(Note: Several experiences I have had recently have inspired me to write some random thoughts about race. I hope you read them. But the things I’m writing here have been written and spoken by people of color for hundreds of years, and extensively in the recent past. If you haven’t taken time to listen to and read those voices, I hope you will do so before you accept anything I have written.)
I recently sat in a room full of people, “do-gooder” types, to hear a couple of well known cultural commentators speak about do-gooder type things. The room was mostly white, mostly educated, and mostly itching to hear soothing words about the work we do to heal, build up, and nurture our communities. It was boiler plate Waco.
I have been casually aware of one of the speakers for some time. His writing is thoughtful and accessible. To his credit, he clearly wants to live in a world where people get along, belong, and find meaning in neighborliness and kindness. I have been less aware of the other speaker, his wife, but I assume she wants the same things.
The problem is in how they tell their stories.
One of her stories went something like this: There was a neighborhood in a mid-sized Louisiana city that, 40-50 years ago, was your archetypal U.S. neighborhood. People knew each others’ names and waved to each other as they left for work in the morning. Kids rode bikes. They borrowed lawn mowers when theirs broke down and stopped to help carry groceries inside when the burden seemed too heavy to bear.
And then some things happened that made the community change. The speaker mentioned two of these:
- Homeowners began to rent their houses out.
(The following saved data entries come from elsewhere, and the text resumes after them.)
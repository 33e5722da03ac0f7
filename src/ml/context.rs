// ============================================================
// Layer 5 — Inference Context
// ============================================================
// The three loaded artifacts, bundled into one read-only value
// built once at startup and handed to every request.
//
// Construction is where compatibility is checked, so a bad
// artifact set fails before the first request instead of
// silently producing wrong scores:
//
//   - all three categorical encoders are present
//   - scaler and model are both 16 columns wide
//   - any recorded feature names match FEATURE_SPEC exactly
//
// Nothing here is mutable after new() returns; sharing is an
// Arc clone, no locking.

use std::collections::HashMap;

use crate::domain::error::ArtifactLoadError;
use crate::domain::feature_spec::{feature_name_mismatch, CategoricalField, FEATURE_COUNT};
use crate::domain::traits::{CategoricalEncoder, FeatureScaler, Regressor};

type BoxedEncoder = Box<dyn CategoricalEncoder>;

/// One encoder per categorical field.
pub struct EncoderSet {
    internet_access:          BoxedEncoder,
    peer_influence:           BoxedEncoder,
    parental_education_level: BoxedEncoder,
}

impl EncoderSet {
    pub fn new(
        internet_access:          BoxedEncoder,
        peer_influence:           BoxedEncoder,
        parental_education_level: BoxedEncoder,
    ) -> Self {
        Self { internet_access, peer_influence, parental_education_level }
    }

    /// Pick the three encoders out of a column-name → encoder map,
    /// as stored in the encoders artifact. Extra entries are ignored.
    pub fn from_map<E>(mut map: HashMap<String, E>) -> Result<Self, ArtifactLoadError>
    where
        E: CategoricalEncoder + 'static,
    {
        let mut take = |field: CategoricalField| -> Result<BoxedEncoder, ArtifactLoadError> {
            map.remove(field.column())
                .map(|enc| Box::new(enc) as BoxedEncoder)
                .ok_or_else(|| {
                    ArtifactLoadError::Incompatible(format!(
                        "encoders artifact has no entry for '{}'",
                        field.column()
                    ))
                })
        };

        let internet_access          = take(CategoricalField::InternetAccess)?;
        let peer_influence           = take(CategoricalField::PeerInfluence)?;
        let parental_education_level = take(CategoricalField::ParentalEducationLevel)?;

        if !map.is_empty() {
            let mut extra: Vec<&String> = map.keys().collect();
            extra.sort();
            tracing::debug!("Ignoring encoders for unused columns: {:?}", extra);
        }

        Ok(Self::new(internet_access, peer_influence, parental_education_level))
    }

    pub fn get(&self, field: CategoricalField) -> &dyn CategoricalEncoder {
        match field {
            CategoricalField::InternetAccess         => self.internet_access.as_ref(),
            CategoricalField::PeerInfluence          => self.peer_influence.as_ref(),
            CategoricalField::ParentalEducationLevel => self.parental_education_level.as_ref(),
        }
    }
}

/// Model, scaler and encoders, validated against each other.
pub struct InferenceContext {
    model:    Box<dyn Regressor>,
    scaler:   Box<dyn FeatureScaler>,
    encoders: EncoderSet,
}

impl InferenceContext {
    pub fn new(
        model:    Box<dyn Regressor>,
        scaler:   Box<dyn FeatureScaler>,
        encoders: EncoderSet,
    ) -> Result<Self, ArtifactLoadError> {
        check_columns("scaler", scaler.n_features(), scaler.feature_names())?;
        check_columns("model", model.n_features(), model.feature_names())?;
        Ok(Self { model, scaler, encoders })
    }

    pub fn model(&self) -> &dyn Regressor {
        self.model.as_ref()
    }

    pub fn scaler(&self) -> &dyn FeatureScaler {
        self.scaler.as_ref()
    }

    pub fn encoders(&self) -> &EncoderSet {
        &self.encoders
    }
}

fn check_columns(
    artifact: &str,
    width:    usize,
    names:    Option<&[String]>,
) -> Result<(), ArtifactLoadError> {
    if width != FEATURE_COUNT {
        return Err(ArtifactLoadError::Incompatible(format!(
            "{artifact} expects {width} features, the form produces {FEATURE_COUNT}"
        )));
    }
    if let Some(reason) = names.and_then(feature_name_mismatch) {
        return Err(ArtifactLoadError::Incompatible(format!("{artifact}: {reason}")));
    }
    Ok(())
}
Renters moved in and didn’t care as much about upkeep of the property, so blight set in and brought about a general sense of isolation.
- An interstate was built through the neighborhood, separating it from other parts of the city.
The happy ending of the story came about when a do-gooder (much like those hearing the story) moved in and saved the neighborhood.
Now even though I spent a few years of my life just a stones throw away from the city of her telling, I know very little about it. There is a possibility this city is the anomaly of the American Story, and that the details were as innocuous as the storyteller would have us believe. But if it is like every other story of cities and towns in the American Experience, then she left out some important details.
“People” didn’t just “begin to rent their houses out.” WHITE people moved out of urban communities and rented their homes to people who didn’t have strong connections to the neighborhoods in which they lived.
Interstates didn’t just happen to pop up through neighborhoods. ALL WHITE city planners and zoning commissions created conditions that divided up historically or newly black neighborhoods from resources that almost always existed on the OTHER side of the tracks or the river or the interstate.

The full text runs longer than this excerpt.